NHS news on the 14 May 20181 is certainly arresting. It announced early results from a Cambridgeshire and Peterborough trial of an IAPT service “to integrate mental and physical treatments.” For people with diabetes, cardiovascular or respiratory illnesses there was a three-quarters reduction in inpatient hospital attendance and a two-thirds drop in Accident and Emergency admissions. This is a truly astonishing result, although I could not find a report of the study online citing the evidence to back it up. There is currently a plan to place “3,000 mental health therapists” into GP surgeries “to offer combined mind and body care to patients.” It is claimed that one in three of the more than 16 million people in England diagnosed with a long-term physical health condition experience a mental health problem. It is pointed out that depression and anxiety are also commonly experienced in people with medically unexplained symptoms. The new initiative is seen as a win-win deal: benefit to patients and a saving of tax-payers’ money.2,3 Fifteen new sites for integrated physical/mental IAPT services have been announced.4
The sceptic in me asks what combining or integrating IAPT treatment with physical health care amounts to in practice. Having worked in a general practice centre in the 1970s and spent seven years working closely with hospital physicians in the 1980s, I am totally convinced of the value of this kind of work. The NHS proposal to expand this integrated approach using IAPT therapists is a kind of catch-up exercise. Numerous mental health professionals and counsellors have been working in physical health care settings for decades. There must be at least a couple of dozen academic journals, national or international, reporting on research and practice in this field.
The way the proposed service is being sold is not encouraging. The problem is seen as one of co-morbidity: “Two thirds of people with a long term physical health condition also have a co-morbid mental health problem, mostly anxiety and depression. In addition, up to 70% of people with medically unexplained symptoms also have depression and/or anxiety disorders. These common mental health disorders are detectable and treatable.”
Co-morbidity is a non-starter as a foundation for this kind of work. It provides absolutely no insight into the way physical, psychological, and social factors interact. It is of course true that accurate medical diagnosis is essential. In one area I am familiar with (vestibular dysfunction) the relationship with psychosocial factors is complex, and knowledge of a range of disorders is essential. This means that any therapist “treating anxiety or depression” would need to have a significant grasp of relevant medical conditions and the physical treatments/rehabilitation in common use.

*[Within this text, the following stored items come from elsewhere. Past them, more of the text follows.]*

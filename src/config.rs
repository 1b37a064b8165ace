//! Editor configuration: injected initial placement and layout spacing.
//!
//! Positions are layout hints only; nothing here changes graph structure
//! except `fork_width`, the number of legs materialized per fork.

use std::path::Path;

use serde::{Deserialize, Serialize};
use tracing::instrument;

use crate::error::GraphError;
use crate::types::Position;

/// Default filename for an editor config file.
pub const CONFIG_FILENAME: &str = "stageweave.json";

/// Where the nodes created at construction are placed.
#[derive(Debug, Clone, PartialEq, Serialize, Deserialize)]
#[serde(default)]
pub struct InitialPlacement {
  /// Column of the start node, the initial stage, and the end node.
  pub origin_x: f64,
  pub start_y: f64,
  pub first_stage_y: f64,
  pub end_y: f64,
}

impl Default for InitialPlacement {
  fn default() -> Self {
    Self {
      origin_x: 0.0,
      start_y: 20.0,
      first_stage_y: 100.0,
      end_y: 700.0,
    }
  }
}

impl InitialPlacement {
  pub fn start(&self) -> Position {
    Position::new(self.origin_x, self.start_y)
  }

  pub fn first_stage(&self) -> Position {
    Position::new(self.origin_x, self.first_stage_y)
  }

  pub fn end(&self) -> Position {
    Position::new(self.origin_x, self.end_y)
  }
}

/// Configuration for a [crate::PipelineEditor].
#[derive(Debug, Clone, PartialEq, Serialize, Deserialize)]
#[serde(default)]
pub struct EditorConfig {
  pub placement: InitialPlacement,
  /// Vertical distance between a stage and the stage appended below it.
  pub stage_height: f64,
  /// Horizontal distance between a fork's parent column and its outermost leg.
  pub lateral_offset: f64,
  /// Number of legs created per fork.
  pub fork_width: usize,
}

impl Default for EditorConfig {
  fn default() -> Self {
    Self {
      placement: InitialPlacement::default(),
      stage_height: 100.0,
      lateral_offset: 250.0,
      fork_width: 2,
    }
  }
}

impl EditorConfig {
  /// Rejects configs the engine cannot honor.
  pub fn validate(&self) -> Result<(), GraphError> {
    if self.fork_width == 0 {
      return Err(GraphError::InvalidConfig(
        "fork_width must be at least 1".to_string(),
      ));
    }
    if !(self.stage_height.is_finite() && self.stage_height > 0.0) {
      return Err(GraphError::InvalidConfig(format!(
        "stage_height must be positive, got {}",
        self.stage_height
      )));
    }
    if !self.lateral_offset.is_finite() {
      return Err(GraphError::InvalidConfig(
        "lateral_offset must be finite".to_string(),
      ));
    }
    Ok(())
  }

  /// Horizontal offset of leg `index` from its parent's column.
  ///
  /// Legs are spread symmetrically: with two legs they sit at
  /// `-lateral_offset` and `+lateral_offset`.
  pub fn leg_offset(&self, index: usize) -> f64 {
    if self.fork_width < 2 {
      return 0.0;
    }
    let center = (self.fork_width - 1) as f64 / 2.0;
    let step = 2.0 * self.lateral_offset / (self.fork_width - 1) as f64;
    (index as f64 - center) * step
  }
}

/// Loads an editor config from `path`. Missing fields take their defaults.
#[instrument(level = "trace", skip(path))]
pub fn load_config(path: &Path) -> Result<EditorConfig, std::io::Error> {
  let bytes = std::fs::read(path)?;
  serde_json::from_slice(&bytes)
    .map_err(|e| std::io::Error::new(std::io::ErrorKind::InvalidData, e))
}
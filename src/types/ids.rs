//! Identifiers for stage nodes, links, and fork groups.

use std::borrow::Borrow;
use std::fmt;

use serde::{Deserialize, Serialize};
use uuid::Uuid;

/// Unique id of a node in the pipeline graph (e.g. `start`, `stage_3`).
#[derive(Debug, Clone, PartialEq, Eq, Hash, PartialOrd, Ord, Serialize, Deserialize)]
#[serde(transparent)]
pub struct NodeId(String);

impl NodeId {
  pub fn new(id: impl Into<String>) -> Self {
    Self(id.into())
  }

  pub fn as_str(&self) -> &str {
    &self.0
  }
}

impl fmt::Display for NodeId {
  fn fmt(&self, f: &mut fmt::Formatter<'_>) -> fmt::Result {
    f.write_str(&self.0)
  }
}

impl From<&str> for NodeId {
  fn from(s: &str) -> Self {
    Self(s.to_string())
  }
}

impl From<String> for NodeId {
  fn from(s: String) -> Self {
    Self(s)
  }
}

impl Borrow<str> for NodeId {
  fn borrow(&self) -> &str {
    &self.0
  }
}

impl PartialEq<str> for NodeId {
  fn eq(&self, other: &str) -> bool {
    self.0 == other
  }
}

impl PartialEq<&str> for NodeId {
  fn eq(&self, other: &&str) -> bool {
    self.0 == *other
  }
}

/// Model-assigned id of a link. Links are removed by this id.
#[derive(Debug, Clone, Copy, PartialEq, Eq, Hash, PartialOrd, Ord, Serialize, Deserialize)]
#[serde(transparent)]
pub struct LinkId(pub u64);

impl fmt::Display for LinkId {
  fn fmt(&self, f: &mut fmt::Formatter<'_>) -> fmt::Result {
    write!(f, "link_{}", self.0)
  }
}

/// Identity shared by every member of one fork group.
#[derive(Debug, Clone, Copy, PartialEq, Eq, Hash, Serialize, Deserialize)]
#[serde(transparent)]
pub struct ForkId(Uuid);

impl ForkId {
  /// Generates a fresh random fork identity.
  pub fn generate() -> Self {
    Self(Uuid::new_v4())
  }

  pub fn from_uuid(uuid: Uuid) -> Self {
    Self(uuid)
  }

  pub fn as_uuid(&self) -> &Uuid {
    &self.0
  }
}

impl fmt::Display for ForkId {
  fn fmt(&self, f: &mut fmt::Formatter<'_>) -> fmt::Result {
    write!(f, "fork-{}", self.0)
  }
}
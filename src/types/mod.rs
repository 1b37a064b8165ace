//! Pipeline stage graph types: identifiers, node taxonomy, ports, and links.
//!
//! Everything here is plain serde data. Structural rules live in
//! [crate::graph_model] and [crate::editor].

mod edit_command;
mod ids;
mod link;
mod node_kind;
mod port_ref;
mod port_role;
mod position;
mod stage_node;
mod stage_type;
#[cfg(test)]
mod stage_type_test;

pub use edit_command::{EditAction, EditCommand};
pub use ids::{ForkId, LinkId, NodeId};
pub use link::Link;
pub use node_kind::NodeKind;
pub use port_ref::PortRef;
pub use port_role::PortRole;
pub use position::Position;
pub use stage_node::StageNode;
pub use stage_type::StageType;
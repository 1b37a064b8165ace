//! A node in the pipeline stage graph.

use serde::{Deserialize, Serialize};

use super::{ForkId, NodeId, NodeKind, PortRole, Position, StageType};

/// A node in the pipeline stage graph.
///
/// Fork membership (`fork_id`, `fork_end`) is fixed when the node is built and
/// has no setter afterwards. Position and `has_child` are updated by the graph
/// model while committing a transaction.
#[derive(Debug, Clone, PartialEq, Serialize, Deserialize)]
pub struct StageNode {
  id: NodeId,
  kind: NodeKind,
  position: Position,
  #[serde(default, skip_serializing_if = "Option::is_none")]
  fork_id: Option<ForkId>,
  #[serde(default)]
  fork_end: bool,
  /// Set once the node has been extended; the editor offers no further append/fork on it.
  #[serde(default)]
  has_child: bool,
}

impl StageNode {
  pub fn start(id: impl Into<NodeId>, position: Position) -> Self {
    Self::with_kind(id, NodeKind::Start, position)
  }

  pub fn end(id: impl Into<NodeId>, position: Position) -> Self {
    Self::with_kind(id, NodeKind::End, position)
  }

  pub fn stage(id: impl Into<NodeId>, stage_type: StageType, position: Position) -> Self {
    Self::with_kind(id, NodeKind::Stage(stage_type), position)
  }

  fn with_kind(id: impl Into<NodeId>, kind: NodeKind, position: Position) -> Self {
    Self {
      id: id.into(),
      kind,
      position,
      fork_id: None,
      fork_end: false,
      has_child: false,
    }
  }

  /// Makes this node a leg member of fork group `fork_id`.
  pub fn in_fork(mut self, fork_id: ForkId) -> Self {
    self.fork_id = Some(fork_id);
    self
  }

  /// Makes this node the convergence (`fork_end`) member of fork group `fork_id`.
  pub fn converging(mut self, fork_id: ForkId) -> Self {
    self.fork_id = Some(fork_id);
    self.fork_end = true;
    self
  }

  /// Marks the node as already extended at construction time (used for `start`).
  pub fn extended(mut self) -> Self {
    self.has_child = true;
    self
  }

  pub fn id(&self) -> &NodeId {
    &self.id
  }

  pub fn kind(&self) -> NodeKind {
    self.kind
  }

  pub fn stage_type(&self) -> Option<StageType> {
    self.kind.stage_type()
  }

  pub fn is_stem(&self) -> bool {
    self.kind.is_stem()
  }

  pub fn is_branch(&self) -> bool {
    self.kind.is_branch()
  }

  pub fn position(&self) -> Position {
    self.position
  }

  pub fn fork_id(&self) -> Option<ForkId> {
    self.fork_id
  }

  pub fn is_fork_end(&self) -> bool {
    self.fork_end
  }

  pub fn has_child(&self) -> bool {
    self.has_child
  }

  pub fn exposes(&self, role: PortRole) -> bool {
    self.kind.exposes(role)
  }

  pub(crate) fn set_position(&mut self, position: Position) {
    self.position = position;
  }

  pub(crate) fn mark_has_child(&mut self) {
    self.has_child = true;
  }
}
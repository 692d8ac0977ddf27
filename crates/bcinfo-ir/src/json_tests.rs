use indoc::indoc;

use crate::{MetadataSource, Module, ModuleError, Operand};

#[test]
fn parse_tables_in_order() {
    let json = indoc! {r##"
        {
            "#rs_export_var": [["a"], ["b"]],
            "#rs_export_foreach": [[41], [2]],
            "#pragma": [["rs_fp_relaxed", ""]]
        }
    "##};

    let module = Module::from_json(json).unwrap();
    let names: Vec<_> = module.table_names().collect();
    assert_eq!(names, ["#rs_export_var", "#rs_export_foreach", "#pragma"]);

    let sigs = module.named_metadata("#rs_export_foreach").unwrap();
    assert_eq!(sigs.node(0).unwrap().operands(), &[Operand::Int(41)]);

    let pragmas = module.named_metadata("#pragma").unwrap();
    assert_eq!(
        pragmas.node(0).unwrap().operands(),
        &[Operand::from("rs_fp_relaxed"), Operand::from("")]
    );
}

#[test]
fn empty_table_is_present() {
    let module = Module::from_json(r##"{ "#rs_object_slots": [] }"##).unwrap();
    let table = module.named_metadata("#rs_object_slots").unwrap();
    assert!(table.is_empty());
}

#[test]
fn mixed_operand_row() {
    let module = Module::from_json(r#"{ "t": [["k", 3, "v"]] }"#).unwrap();
    let row = module.named_metadata("t").unwrap().node(0).unwrap().clone();
    assert_eq!(row.len(), 3);
    assert_eq!(row.operand(1), Some(&Operand::Int(3)));
}

#[test]
fn negative_integer_rejected() {
    let err = Module::from_json(r#"{ "t": [[-1]] }"#).unwrap_err();
    assert!(matches!(err, ModuleError::Json(_)));
}

#[test]
fn float_rejected() {
    let err = Module::from_json(r#"{ "t": [[1.5]] }"#).unwrap_err();
    assert!(matches!(err, ModuleError::Json(_)));
}

#[test]
fn non_object_rejected() {
    let err = Module::from_json("[]").unwrap_err();
    assert!(err.to_string().starts_with("invalid JSON module:"));
}

#[test]
fn json_and_container_agree() {
    let module = Module::from_json(r#"{ "a": [["x", 1]], "b": [] }"#).unwrap();
    let decoded = Module::from_bytes(&module.to_bytes()).unwrap();
    assert_eq!(decoded, module);
}

#[test]
fn duplicate_table_rejected() {
    let json = indoc! {r##"
        {
            "#rs_export_var": [["a"]],
            "#pragma": [],
            "#rs_export_var": [["b"]]
        }
    "##};

    let err = Module::from_json(json).unwrap_err();
    assert!(matches!(err, ModuleError::DuplicateTable(ref name) if name == "#rs_export_var"));
}
//! Terminal styling for metadata dumps.

use std::fmt;

/// One escape sequence per line role in a dump.
///
/// `section` styles `[headers]`, `label` the index labels and trailing
/// comments, `value` quoted strings.
#[derive(Clone, Copy, Debug, PartialEq, Eq)]
pub struct Colors {
    pub section: &'static str,
    pub label: &'static str,
    pub value: &'static str,
    pub reset: &'static str,
}

impl Default for Colors {
    fn default() -> Self {
        Self::OFF
    }
}

impl Colors {
    pub const ON: Self = Self {
        section: "\x1b[1;34m",
        label: "\x1b[2m",
        value: "\x1b[32m",
        reset: "\x1b[0m",
    };

    pub const OFF: Self = Self {
        section: "",
        label: "",
        value: "",
        reset: "",
    };

    pub fn new(enabled: bool) -> Self {
        if enabled { Self::ON } else { Self::OFF }
    }

    pub fn is_enabled(&self) -> bool {
        !self.reset.is_empty()
    }

    pub(crate) fn section<T: fmt::Display>(&self, text: T) -> Painted<T> {
        self.paint(self.section, text)
    }

    pub(crate) fn label<T: fmt::Display>(&self, text: T) -> Painted<T> {
        self.paint(self.label, text)
    }

    pub(crate) fn value<T: fmt::Display>(&self, text: T) -> Painted<T> {
        self.paint(self.value, text)
    }

    fn paint<T: fmt::Display>(&self, style: &'static str, text: T) -> Painted<T> {
        Painted {
            style,
            reset: self.reset,
            text,
        }
    }
}

/// Text wrapped in a style and its reset.
pub(crate) struct Painted<T> {
    style: &'static str,
    reset: &'static str,
    text: T,
}

impl<T: fmt::Display> fmt::Display for Painted<T> {
    fn fmt(&self, f: &mut fmt::Formatter<'_>) -> fmt::Result {
        write!(f, "{}{}{}", self.style, self.text, self.reset)
    }
}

It is stated that the ‘competency framework’ will be based on the one outlined by two academic clinical psychologists, Anthony Roth and Stephen Pilling.5 This framework presupposes the level of competence expected of a clinical psychologist (i.e. someone with a psychology undergraduate degree and a three year applied doctorate). The assumption of these authors seems to be that IAPT therapists would be offering manualised treatments that have been validated in randomised control trials. This is a rather optimistic assumption. As they say: “Many clients present with co-existing conditions, and although this is well-recognised in clinical practice, there is little research examining the most effective packages of treatment for this group. As such, determining the treatment pathways most likely to address their needs will rely on clinical judgment (based on careful engagement, assessment and formulation).” They point out “that a traditional mental health perspective may not be the most useful way of formulating their difficulties” and “foregrounding functioning over symptom change may make sense.” Their competency framework identifies seven domains but “not all of these competences are needed to carry out a psychologically-informed intervention, particularly because these interventions will usually be conducted by individuals without an in-depth training in psychological therapy.” This is really an admission that IAPT therapists will be a cheaper and, quite probably, an insufficiently sophisticated workforce. Their view is that “the framework is intended to accommodate a range of clinicians – from non-specialist healthcare workers who will be implementing psychological interventions as part of their clinical practice to practitioners implementing psychological therapies. It would be unrealistic (and indeed unnecessary) for the former group to acquire competence across all domains of the framework.” By contrast, they seem to be suggesting that at a higher level of competence, it would be necessary “to create a tailored formulation of the individual’s difficulties and to feedback the results of a treatment plan . . . Psychological treatments cannot be delivered in a ‘cook book’ manner.”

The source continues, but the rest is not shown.